· Fachbeitrag · Steuerberaterhaftung
Steuerberaterhaftung ist auch nach einem eingestellten Strafverfahren möglich
von RA Prof. Dr. Carsten Wegner, Krause & Kollegen, Berlin
Bedient sich Steuerpflichtige eines steuerlichen Fachberaters, weil die steuerrechtliche Lage vielschichtig und für einen Laien undurchsichtig ist, besteht die Aufgabe des Beraters nicht nur darin, die seinem Mandanten zustehenden Steuervorteile auszuschöpfen, sondern er muss ihn auch davor bewahren, sich durch Überschreiten des zulässigen Rahmens der steuerstrafrechtlichen Verfolgung auszusetzen. Dazu eine Entscheidung des OLG Hamburg.
Sachverhalt
Der Kläger (K) nimmt die Beklagte (B) auf Schadenersatz aus einem Steuerberatervertrag in Anspruch.

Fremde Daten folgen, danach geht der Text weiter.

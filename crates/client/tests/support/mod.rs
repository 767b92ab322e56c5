#![allow(dead_code)]

use std::fs::File;
use std::path::{Path, PathBuf};
use std::sync::Arc;
use std::time::{SystemTime, UNIX_EPOCH};

use arrow::array::{Array, Float64Array, Int64Array, StringArray};
use arrow::record_batch::RecordBatch;
use arrow_schema::{DataType, Field, Schema, SchemaRef};
use parquet::arrow::ArrowWriter;

pub const FIXTURE_ROWS: i64 = 100;

pub fn unique_path(prefix: &str, ext: &str) -> PathBuf {
    let nanos = SystemTime::now()
        .duration_since(UNIX_EPOCH)
        .expect("clock before epoch")
        .as_nanos();
    std::env::temp_dir().join(format!("{prefix}_{nanos}.{ext}"))
}

pub fn fixture_schema() -> SchemaRef {
    Arc::new(Schema::new(vec![
        Field::new("id", DataType::Int64, false),
        Field::new("price", DataType::Float64, false),
        Field::new("category", DataType::Utf8, true),
    ]))
}

/// `id` 1..=100, `price` id / 2, `category` cycling B, C, A (so A on multiples of 3).
pub fn fixture_batches() -> Vec<RecordBatch> {
    let ids: Vec<i64> = (1..=FIXTURE_ROWS).collect();
    let prices: Vec<f64> = ids.iter().map(|i| *i as f64 / 2.0).collect();
    let categories: Vec<&str> = ids
        .iter()
        .map(|i| match i % 3 {
            0 => "A",
            1 => "B",
            _ => "C",
        })
        .collect();
    // Two batches so scans cross a batch boundary.
    let split = 60;
    [(0, split), (split, ids.len())]
        .into_iter()
        .map(|(start, end)| {
            RecordBatch::try_new(
                fixture_schema(),
                vec![
                    Arc::new(Int64Array::from(ids[start..end].to_vec())),
                    Arc::new(Float64Array::from(prices[start..end].to_vec())),
                    Arc::new(StringArray::from(categories[start..end].to_vec())),
                ],
            )
            .expect("fixture batch")
        })
        .collect()
}

pub fn write_parquet(path: &Path, batches: &[RecordBatch]) {
    let schema = batches.first().expect("at least one batch").schema();
    let file = File::create(path).expect("create parquet file");
    let mut writer = ArrowWriter::try_new(file, schema, None).expect("create parquet writer");
    for batch in batches {
        writer.write(batch).expect("write parquet batch");
    }
    writer.close().expect("close parquet writer");
}

pub fn total_rows(batches: &[RecordBatch]) -> usize {
    batches.iter().map(RecordBatch::num_rows).sum()
}

pub fn int64_column(batches: &[RecordBatch], name: &str) -> Vec<i64> {
    let mut out = Vec::new();
    for batch in batches {
        let col = batch
            .column_by_name(name)
            .expect("column present")
            .as_any()
            .downcast_ref::<Int64Array>()
            .expect("int64 column");
        out.extend(col.values().iter().copied());
    }
    out
}

pub fn string_column(batches: &[RecordBatch], name: &str) -> Vec<Option<String>> {
    let mut out = Vec::new();
    for batch in batches {
        let col = batch
            .column_by_name(name)
            .expect("column present")
            .as_any()
            .downcast_ref::<StringArray>()
            .expect("utf8 column");
        out.extend((0..col.len()).map(|i| (!col.is_null(i)).then(|| col.value(i).to_string())));
    }
    out
}
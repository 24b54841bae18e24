//! Logging setup for glow-pass diagnostics
//!
//! The pass reports through `log`: `trace!` names the early-out that
//! abandoned a frame, `debug!` summarizes batch/draw/rebind counts after a
//! completed pass, and `warn!` flags warning-material substitutions. These
//! helpers install `env_logger` as the sink so `RUST_LOG=glow_render=debug`
//! surfaces that stream in tools and tests.

pub use log::{debug, error, info, trace, warn};

/// Install the `env_logger` backend.
///
/// Panics if a logger is already installed; call once at startup.
pub fn init() {
    env_logger::init();
}

/// Install the `env_logger` backend if no logger is installed yet.
///
/// Safe to call from every test or tool entry point.
pub fn try_init() {
    let _ = env_logger::try_init();
}
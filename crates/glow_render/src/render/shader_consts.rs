//! Vertex-shader constant slot assignments
//!
//! The shaders driven by the glow pass expect their per-draw inputs at fixed
//! constant slots. Row counts are part of the contract: transforms occupy
//! four rows, cube transforms three (orientation only), vectors one.

/// World transform, 4 rows
pub const VC_WORLD_TRANS: u32 = 0;

/// Transposed object transform, 4 rows
pub const VC_OBJ_TRANS: u32 = 4;

/// Primary light direction in object space, 1 row
pub const VC_LIGHT_DIR1: u32 = 8;

/// Eye position in object space, 1 row
pub const VC_EYE_POS: u32 = 9;

/// Cube transform (orientation only, transposed), 3 rows
pub const VC_CUBE_TRANS: u32 = 10;

/// Eye position relative to the object's world position, 1 row
pub const VC_CUBE_EYE_POS: u32 = 13;
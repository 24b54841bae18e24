//! # Glow batch submission
//!
//! This module provides the glow pass manager: it accumulates the frame's
//! glow-contributing instances and submits them to the device with minimal
//! state churn.
//!
//! ## Algorithm
//!
//! The instance list is walked with a cursor. Each non-skipped instance
//! opens a batch: a shading context is built, the effective material is
//! resolved (warning fallback for unbound instances), and the material's
//! pass sequence is driven. Within each pass the loop scans forward over the
//! contiguous run of instances sharing the batch material's identity,
//! uploading per-draw shader constants and issuing draws with vertex/index
//! buffer rebinds elided through a pass-local cache. Dynamically-lit
//! instances are never drawn by this pass: they end the run they would have
//! joined, and the cursor walk steps over them. Every pass re-walks the
//! same run from the batch's origin; the cursor then jumps to the run's end,
//! with a forced single-step advance when the run was empty so the walk
//! always makes progress.
//!
//! Relative draw order follows the caller's list order exactly. Batching
//! only elides redundant state transitions.

use std::sync::Arc;

use log::{debug, trace, warn};

use crate::foundation::math::{
    direction_row, inverse_of_transposed, matrix_rows, matrix_rows3, position_row, translation_of,
    without_translation, Mat4, Point3,
};
use crate::render::api::{
    CullMode, GpuDevice, IndexBufferHandle, TextureAddressMode, TextureFilter, VertexBufferHandle,
    TEXTURE_STAGE_COUNT,
};
use crate::render::context::ShadingContext;
use crate::render::glow::target::GlowTarget;
use crate::render::instance::RenderInstance;
use crate::render::materials::{same_material, MaterialRef};
use crate::render::scene::SceneState;
use crate::render::shader_consts;
use crate::settings::GlowSettings;

/// Per-frame statistics collected by [`GlowRenderManager::render`]
///
/// Reset at the start of every render call; cheap counters only.
#[derive(Debug, Clone, Copy, Default, PartialEq, Eq)]
pub struct GlowFrameStats {
    /// Batches opened (contiguous same-material runs)
    pub batches: u32,
    /// Material passes configured across all batches
    pub passes: u32,
    /// Draw calls issued
    pub draws: u32,
    /// Vertex-buffer rebinds performed
    pub vertex_rebinds: u32,
    /// Index-buffer rebinds performed
    pub index_rebinds: u32,
    /// Rebinds elided because the buffer identity was already bound
    pub rebind_elisions: u32,
    /// Instances skipped for casting dynamic light
    pub dynamic_light_skips: u32,
    /// Batches that fell back to the warning material
    pub fallback_substitutions: u32,
}

impl GlowFrameStats {
    /// Average draw calls per batch.
    pub fn avg_draws_per_batch(&self) -> f32 {
        if self.batches == 0 {
            0.0
        } else {
            self.draws as f32 / self.batches as f32
        }
    }
}

/// Last-bound buffer identities, spanning one whole render call
///
/// Not reset per pass or per batch; rebind elision spans every submission of
/// the frame. Comparison is by handle identity, never contents.
#[derive(Debug, Default)]
struct BufferBindCache {
    last_vertex: Option<VertexBufferHandle>,
    last_index: Option<IndexBufferHandle>,
}

impl BufferBindCache {
    /// Bind `buffer` if its identity differs from the last bound vertex
    /// buffer. Returns whether a rebind was issued.
    fn bind_vertex<D: GpuDevice + ?Sized>(
        &mut self,
        device: &mut D,
        buffer: VertexBufferHandle,
    ) -> bool {
        if self.last_vertex == Some(buffer) {
            return false;
        }
        device.set_vertex_buffer(buffer);
        self.last_vertex = Some(buffer);
        true
    }

    /// Bind `buffer` if its identity differs from the last bound index
    /// buffer. Returns whether a rebind was issued.
    fn bind_index<D: GpuDevice + ?Sized>(
        &mut self,
        device: &mut D,
        buffer: IndexBufferHandle,
    ) -> bool {
        if self.last_index == Some(buffer) {
            return false;
        }
        device.set_index_buffer(buffer);
        self.last_index = Some(buffer);
        true
    }
}

/// Manager for the per-frame glow pass
///
/// Accumulates [`RenderInstance`]s (population and sort order are the
/// caller's business) and submits them once per frame via
/// [`render`](Self::render). Holds the process-wide warning material used
/// for instances that arrive without a material bound.
pub struct GlowRenderManager {
    elements: Vec<RenderInstance>,
    warning_material: MaterialRef,
    pixel_shader_threshold: f32,
    stats: GlowFrameStats,
}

Hintergrund ist ein gegen K geführtes Steuerstrafverfahren, das am AG verhandelt und dort nach § 153a StPO eingestellt worden ist. Das LG hat der Klage lediglich hinsichtlich der geltend gemachten Anwaltskosten nebst Zinsen stattgegeben. Hinsichtlich der verlangten Erstattung der Auflagenzahlung i. H. v. 850.000 EUR wies das Gericht die Klage ab. Auf die Berufung des K verurteilte das OLG die B, an K 856.935,76 EUR nebst Zinsen i. H. v. 5 Prozentpunkten über dem Basiszinssatz seit dem 20.7.23 zu zahlen.
Entscheidungsgründe
Die Berufung des Klägers ist hinsichtlich des geltend gemachten Zinsanspruchs teilweise unzulässig, im Übrigen ist die gem. § 511 Abs. 1, 2 Nr. 1 ZPO statthafte und gem. §§ 517 ff. ZPO form- und fristgerecht eingelegte Berufung begründet (OLG Hamburg 28.3.25, 5 U 17/24, Abruf-Nr. 248983). Zutreffend hat das LG einen Schadenersatzanspruch des K aus § 280 Abs. 1 BGB i. V. m. dem Steuerberatervertrag bejaht, weil B ihre Pflichten aus dem Steuerberatungsvertrag schuldhaft verletzt hat. Die vom K gezahlte Auflage i. H. v. 850.000 EUR, um das Steuerstrafverfahren einzustellen, bildet eine ersatzfähige Schadenposition i. S. d. § 249 BGB. Dieser Vermögensschaden liegt insbesondere nicht außerhalb des Schutzzwecks der Vertragspflichten der B.